Recently, I was in a group of folks where we were asked to share ‘our story’. As I’ve done in the past, I started by saying I was a cancer survivor and I try to live my life to the fullest by staying active, healthy and trying to do my best at everything. One of the other ladies was also a cancer survivor too but she clearly pointed out that she doesn’t like to call herself a survivor. She said she didn’t like that terminology and doesn’t think of herself as a survivor. At that moment, I don’t know that I thought of myself any other way for the last six years. Her comments and views made me think about the word ‘survivor.’ I’ll admit, I probably use it as an excuse or crutch so that people will understand a little bit more about me and why I’m have a tendency to be direct and lack patience. I figure as soon as I say I survived cancer they’ll understand that I’m just trying to get the most out of life and I don’t have time to get caught up in all the emotions that come with communicating. But I think I’ve finally realized, people don’t get that. Not. at. all.

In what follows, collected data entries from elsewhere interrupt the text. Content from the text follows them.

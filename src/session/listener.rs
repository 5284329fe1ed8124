use std::sync::Weak;

use tracing::{debug, error, info};

use super::{ConnectionState, SessionId, Shared, close_in_background};
use crate::connection::{AgentAudio, AgentMode, ConnectionStatus, InboundMessage, SessionListener};
use crate::transcript::{MessageSource, Transcript};

/// Routes connection events for one session into the controller.
///
/// Holds the controller weakly so a dropped controller ends delivery.
pub(super) struct SessionBinding {
    id: SessionId,
    shared: Weak<Shared>,
}

impl SessionBinding {
    pub(super) fn new(id: SessionId, shared: Weak<Shared>) -> Self {
        Self { id, shared }
    }
}

/// A speaking turn with no agent text yet means a reply is on its way.
fn reply_outstanding(transcript: &Transcript) -> bool {
    transcript
        .last()
        .is_none_or(|m| m.source != MessageSource::Agent)
}

impl SessionListener for SessionBinding {
    fn on_status(&self, status: ConnectionStatus) {
        let Some(shared) = self.shared.upgrade() else {
            return;
        };
        let mut inner = shared.lock();
        if !inner.is_current(self.id) {
            debug!(session = %self.id, ?status, "ignoring status from stale session");
            return;
        }
        match status {
            ConnectionStatus::Connecting => {}
            ConnectionStatus::Connected => {
                if inner.state != ConnectionState::Connecting {
                    return;
                }
                let Some(session) = inner.current_session_mut(self.id) else {
                    return;
                };
                session.connected_reported = true;
                if session.connection.is_some() {
                    shared.enter_connected(&mut inner);
                }
            }
            ConnectionStatus::Disconnected => {
                info!(session = %self.id, "agent closed the conversation");
                if let Some(connection) = shared.teardown(&mut inner).and_then(|s| s.connection) {
                    close_in_background(connection);
                }
            }
        }
    }

    fn on_mode(&self, mode: AgentMode) {
        let Some(shared) = self.shared.upgrade() else {
            return;
        };
        let mut inner = shared.lock();
        if !inner.is_current(self.id) {
            return;
        }
        match mode {
            AgentMode::Speaking => {
                shared.set_speaking(&mut inner, true);
                if reply_outstanding(&inner.transcript) {
                    shared.set_pending(&mut inner, true);
                }
            }
            AgentMode::Listening => shared.set_speaking(&mut inner, false),
        }
    }

    fn on_message(&self, message: InboundMessage) {
        let Some(shared) = self.shared.upgrade() else {
            return;
        };
        let mut inner = shared.lock();
        if !inner.is_current(self.id) {
            debug!(session = %self.id, "discarding message from stale session");
            return;
        }
        match (message.source, message.complete) {
            (MessageSource::User, _) => {
                inner.transcript.append(MessageSource::User, &message.text);
                shared.transcript_changed(&inner);
            }
            (MessageSource::Agent, true) => shared.record_agent_reply(&mut inner, &message.text),
            (MessageSource::Agent, false) => {
                shared.set_pending(&mut inner, true);
                inner.transcript.append(MessageSource::Agent, &message.text);
                shared.transcript_changed(&inner);
            }
        }
    }

    fn on_error(&self, message: String) {
        let Some(shared) = self.shared.upgrade() else {
            return;
        };
        let mut inner = shared.lock();
        if !inner.is_current(self.id) {
            debug!(session = %self.id, "ignoring error from stale session: {message}");
            return;
        }
        error!(session = %self.id, "conversation failed: {message}");
        let connection = shared.teardown(&mut inner).and_then(|s| s.connection);
        shared.alert(format!("{}{message}", shared.config.labels.agent_error_prefix));
        drop(inner);
        if let Some(connection) = connection {
            close_in_background(connection);
        }
    }

    fn on_audio(&self, audio: AgentAudio) {
        let Some(shared) = self.shared.upgrade() else {
            return;
        };
        let inner = shared.lock();
        if !inner.is_current(self.id) {
            return;
        }
        inner.analyzer.feed(&audio.samples);
        drop(inner);
        if let Some(playback) = &shared.deps.playback {
            playback.play(&audio);
        }
    }
}
//! Outbound text: realtime channel first, HTTP interaction as fallback.

use std::sync::Arc;

use tracing::{debug, warn};

use super::{ConnectionState, SessionController, SessionId, close_in_background};
use crate::connection::SessionConnection;
use crate::fallback::InteractionFallback;
use crate::transcript::MessageSource;

/// Result of [`SessionController::send`].
#[derive(Debug, Clone, Copy, PartialEq, Eq)]
pub enum SendOutcome {
    /// Empty text or not connected. Nothing was recorded.
    Ignored,
    /// Handed to the realtime channel.
    Sent,
    /// The realtime channel refused the text. The user message stays in the
    /// transcript and an alert was raised.
    SendFailed,
    /// The interaction endpoint replied and the reply was recorded.
    FallbackReplied,
    /// The interaction endpoint failed and an error reply was recorded.
    FallbackFailed,
    /// No way to deliver text. An error reply was recorded.
    Unavailable,
    /// The conversation ended before the reply arrived. The reply was dropped.
    Stale,
}

enum Route {
    Realtime(Arc<dyn SessionConnection>),
    Fallback {
        client: Arc<dyn InteractionFallback>,
        conversation_id: String,
    },
}

impl SessionController {
    /// Send typed text to the agent.
    ///
    /// Empty text and text typed while not connected are dropped silently.
    /// The user message is recorded before delivery is attempted.
    pub async fn send(&self, text: &str) -> SendOutcome {
        let text = text.trim();
        if text.is_empty() {
            return SendOutcome::Ignored;
        }

        let (id, route) = {
            let shared = &self.shared;
            let mut inner = shared.lock();
            if inner.state != ConnectionState::Connected {
                debug!(state = %inner.state, "dropping typed text, not connected");
                return SendOutcome::Ignored;
            }
            let Some(session) = inner.session.as_ref() else {
                return SendOutcome::Ignored;
            };
            let id = session.id;
            let connection = session.connection.clone();
            let conversation_id = session.conversation_id.clone();

            inner.transcript.append(MessageSource::User, text);
            shared.transcript_changed(&inner);

            let route = match (connection, conversation_id, shared.deps.fallback.clone()) {
                (Some(connection), _, _) if connection.supports_text_input() => {
                    Route::Realtime(connection)
                }
                (_, Some(conversation_id), Some(client)) => {
                    shared.set_pending(&mut inner, true);
                    Route::Fallback {
                        client,
                        conversation_id,
                    }
                }
                _ => {
                    warn!(session = %id, "no path for typed text");
                    shared.record_agent_reply(&mut inner, &shared.config.labels.fallback_unavailable);
                    return SendOutcome::Unavailable;
                }
            };
            (id, route)
        };

        match route {
            Route::Realtime(connection) => self.send_realtime(id, connection.as_ref(), text).await,
            Route::Fallback {
                client,
                conversation_id,
            } => {
                self.send_fallback(id, client.as_ref(), &conversation_id, text)
                    .await
            }
        }
    }

    async fn send_realtime(
        &self,
        id: SessionId,
        connection: &dyn SessionConnection,
        text: &str,
    ) -> SendOutcome {
        match connection.send_text(text).await {
            Ok(()) => SendOutcome::Sent,
            Err(e) => {
                warn!(session = %id, "sending typed text failed: {e}");
                let shared = &self.shared;
                let mut inner = shared.lock();
                if !inner.is_current(id) {
                    return SendOutcome::SendFailed;
                }
                let lost = if e.is_recoverable() {
                    None
                } else {
                    shared.teardown(&mut inner).and_then(|s| s.connection)
                };
                shared.alert(shared.config.labels.send_failed.clone());
                drop(inner);
                if let Some(connection) = lost {
                    close_in_background(connection);
                }
                SendOutcome::SendFailed
            }
        }
    }

    async fn send_fallback(
        &self,
        id: SessionId,
        client: &dyn InteractionFallback,
        conversation_id: &str,
        text: &str,
    ) -> SendOutcome {
        let result = client.interact(conversation_id, text).await;

        let shared = &self.shared;
        let mut inner = shared.lock();
        if !inner.is_current(id) {
            debug!(session = %id, "discarding interaction reply for ended conversation");
            return SendOutcome::Stale;
        }
        match result {
            Ok(reply) => {
                shared.record_agent_reply(&mut inner, &reply);
                SendOutcome::FallbackReplied
            }
            Err(e) => {
                warn!(session = %id, "interaction fallback failed: {e}");
                shared.record_agent_reply(&mut inner, &shared.config.labels.fallback_error);
                SendOutcome::FallbackFailed
            }
        }
    }
}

After I heard that other woman, I was curious what others thought of me so I asked my hubby if he considered me a survivor. He responded that he sees me as me…not someone who went through cancer that one time. Interesting. He sees me as me. I think it was probably the best thing he’s ever said to me. I know some folks think I’m stronger because I went through it but it doesn’t make me a super hero or anything special really. Just like the hubby said, I’m still me. I still struggle with stuff just like everyone else. I’m human and I make mistakes, a lot of them. I guess what I’m getting at is cancer didn’t make me better so why should I celebrate surviving it.
On my way into work, I listen to a podcast occasionally. This particular podcast was about ‘Who are you? and Where are you going?’ I was caught off guard, I wasn’t expecting to hear questions like that or to even contemplate those questions. But I thought about them all day and how I would answer. Who am I exactly? Well first of all, I’m like and do a lot of things but doesn’t mean I need to give myself a new title. For now, I want to focus on just being me and not worrying about any title that I give myself or that others give me. Trying to keep it simple. I’m me. I’m Becca or Rebecca (but never Becky). Where am I going? I haven’t a clue but I hope the sun is shining. I do know I’ve been a lot of places and I still have places to see.